## About this exercise
Reproduce the entries from their first line up to and including the line with "response into a". Leave out everything after it.

## Task material
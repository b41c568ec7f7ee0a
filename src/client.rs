//! Client for the transcription API.
//!
//! Packages a captured clip into a multipart upload, dispatches it to the
//! plain or diarized endpoint, and normalizes the response into a
//! `TranscriptionRecord`. One request in flight per submission; the caller
//! serializes submissions for the same captured audio.

use crate::capture::CapturedAudio;
use crate::error::ErrorBody;
use crate::http::{
    ClearResponse, DeleteResponse, HealthResponse, ListResponse, TranscriptionResponse,
};
use crate::store::TranscriptionRecord;
use reqwest::multipart;
use serde::de::DeserializeOwned;

/// Submission failure with a user-displayable message. The captured audio
/// survives on the caller's side, so a retry needs no re-recording.
#[derive(Debug, thiserror::Error)]
pub enum TranscriptionRequestError {
    #[error("could not reach the transcription server: {0}")]
    Network(#[from] reqwest::Error),

    /// The server rejected the request; carries its error message
    #[error("{0}")]
    Rejected(String),

    #[error("invalid response from transcription service")]
    MalformedResponse,
}

/// Options for one submission.
#[derive(Debug, Clone, Default)]
pub struct SubmitOptions {
    pub diarize: bool,
    /// Expected speaker count, at least 2 to be meaningful
    pub expected_speakers: Option<usize>,
    /// Ordered speaker display names
    pub speaker_names: Vec<String>,
}

pub struct TranscriptionClient {
    base_url: String,
    client: reqwest::Client,
}

impl TranscriptionClient {
    pub fn new(base_url: impl Into<String>) -> Self {
        Self {
            base_url: base_url.into(),
            client: reqwest::Client::new(),
        }
    }

    fn url(&self, path: &str) -> String {
        format!("{}{}", self.base_url.trim_end_matches('/'), path)
    }

    /// Upload a captured clip and return the normalized record.
    pub async fn submit(
        &self,
        audio: &CapturedAudio,
        options: &SubmitOptions,
    ) -> Result<TranscriptionRecord, TranscriptionRequestError> {
        let filename = format!("recording-{}.wav", uuid::Uuid::new_v4());
        let part = multipart::Part::bytes(audio.bytes.clone())
            .file_name(filename)
            .mime_str(&audio.mime_type)
            .map_err(|_| TranscriptionRequestError::MalformedResponse)?;

        let mut form = multipart::Form::new().part("audio", part);

        let endpoint = if options.diarize {
            if let Some(count) = options.expected_speakers {
                form = form.text("speakerCount", count.to_string());
            }
            if !options.speaker_names.is_empty() {
                let names = serde_json::to_string(&options.speaker_names)
                    .map_err(|_| TranscriptionRequestError::MalformedResponse)?;
                form = form.text("speakerNames", names);
            }
            "/diarize"
        } else {
            "/transcribe"
        };

        let response = self
            .client
            .post(self.url(endpoint))
            .multipart(form)
            .send()
            .await?;

        let body: TranscriptionResponse = parse_response(response).await?;
        if !body.success {
            return Err(TranscriptionRequestError::MalformedResponse);
        }

        let payload = body.transcription;
        Ok(TranscriptionRecord {
            id: payload.id,
            text: payload.text,
            original_text: payload.original_text,
            audio_url: payload.audio_url,
            created_at: payload.timestamp,
            duration_seconds: payload.duration,
            tokens_expended: payload.tokens,
            usd_expended: payload.usd_expended,
            speaker_count: payload.speaker_count,
        })
    }

    pub async fn list(&self) -> Result<ListResponse, TranscriptionRequestError> {
        let response = self.client.get(self.url("/transcriptions")).send().await?;
        parse_response(response).await
    }

    pub async fn delete(&self, id: &str) -> Result<DeleteResponse, TranscriptionRequestError> {
        let response = self
            .client
            .delete(self.url(&format!("/transcriptions/{}", id)))
            .send()
            .await?;
        parse_response(response).await
    }

    pub async fn clear(&self) -> Result<ClearResponse, TranscriptionRequestError> {
        let response = self
            .client
            .delete(self.url("/transcriptions/clear"))
            .send()
            .await?;
        parse_response(response).await
    }

    pub async fn health(&self) -> Result<HealthResponse, TranscriptionRequestError> {
        let response = self.client.get(self.url("/health")).send().await?;
        parse_response(response).await
    }
}

async fn parse_response<T: DeserializeOwned>(
    response: reqwest::Response,
) -> Result<T, TranscriptionRequestError> {
    if !response.status().is_success() {
        // Prefer the server's own message when the error body is intact
        let message = match response.json::<ErrorBody>().await {
            Ok(body) => body.error,
            Err(_) => "transcription request failed".to_string(),
        };
        return Err(TranscriptionRequestError::Rejected(message));
    }

    response
        .json()
        .await
        .map_err(|_| TranscriptionRequestError::MalformedResponse)
}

## Response box
repository b41c568ec7f7ee0a
filename src/client.rs
//! Client for the transcription API.
//!
//! Packages a captured clip into a multipart upload, dispatches it to the
//! plain or diarized endpoint, and normalizes the response into a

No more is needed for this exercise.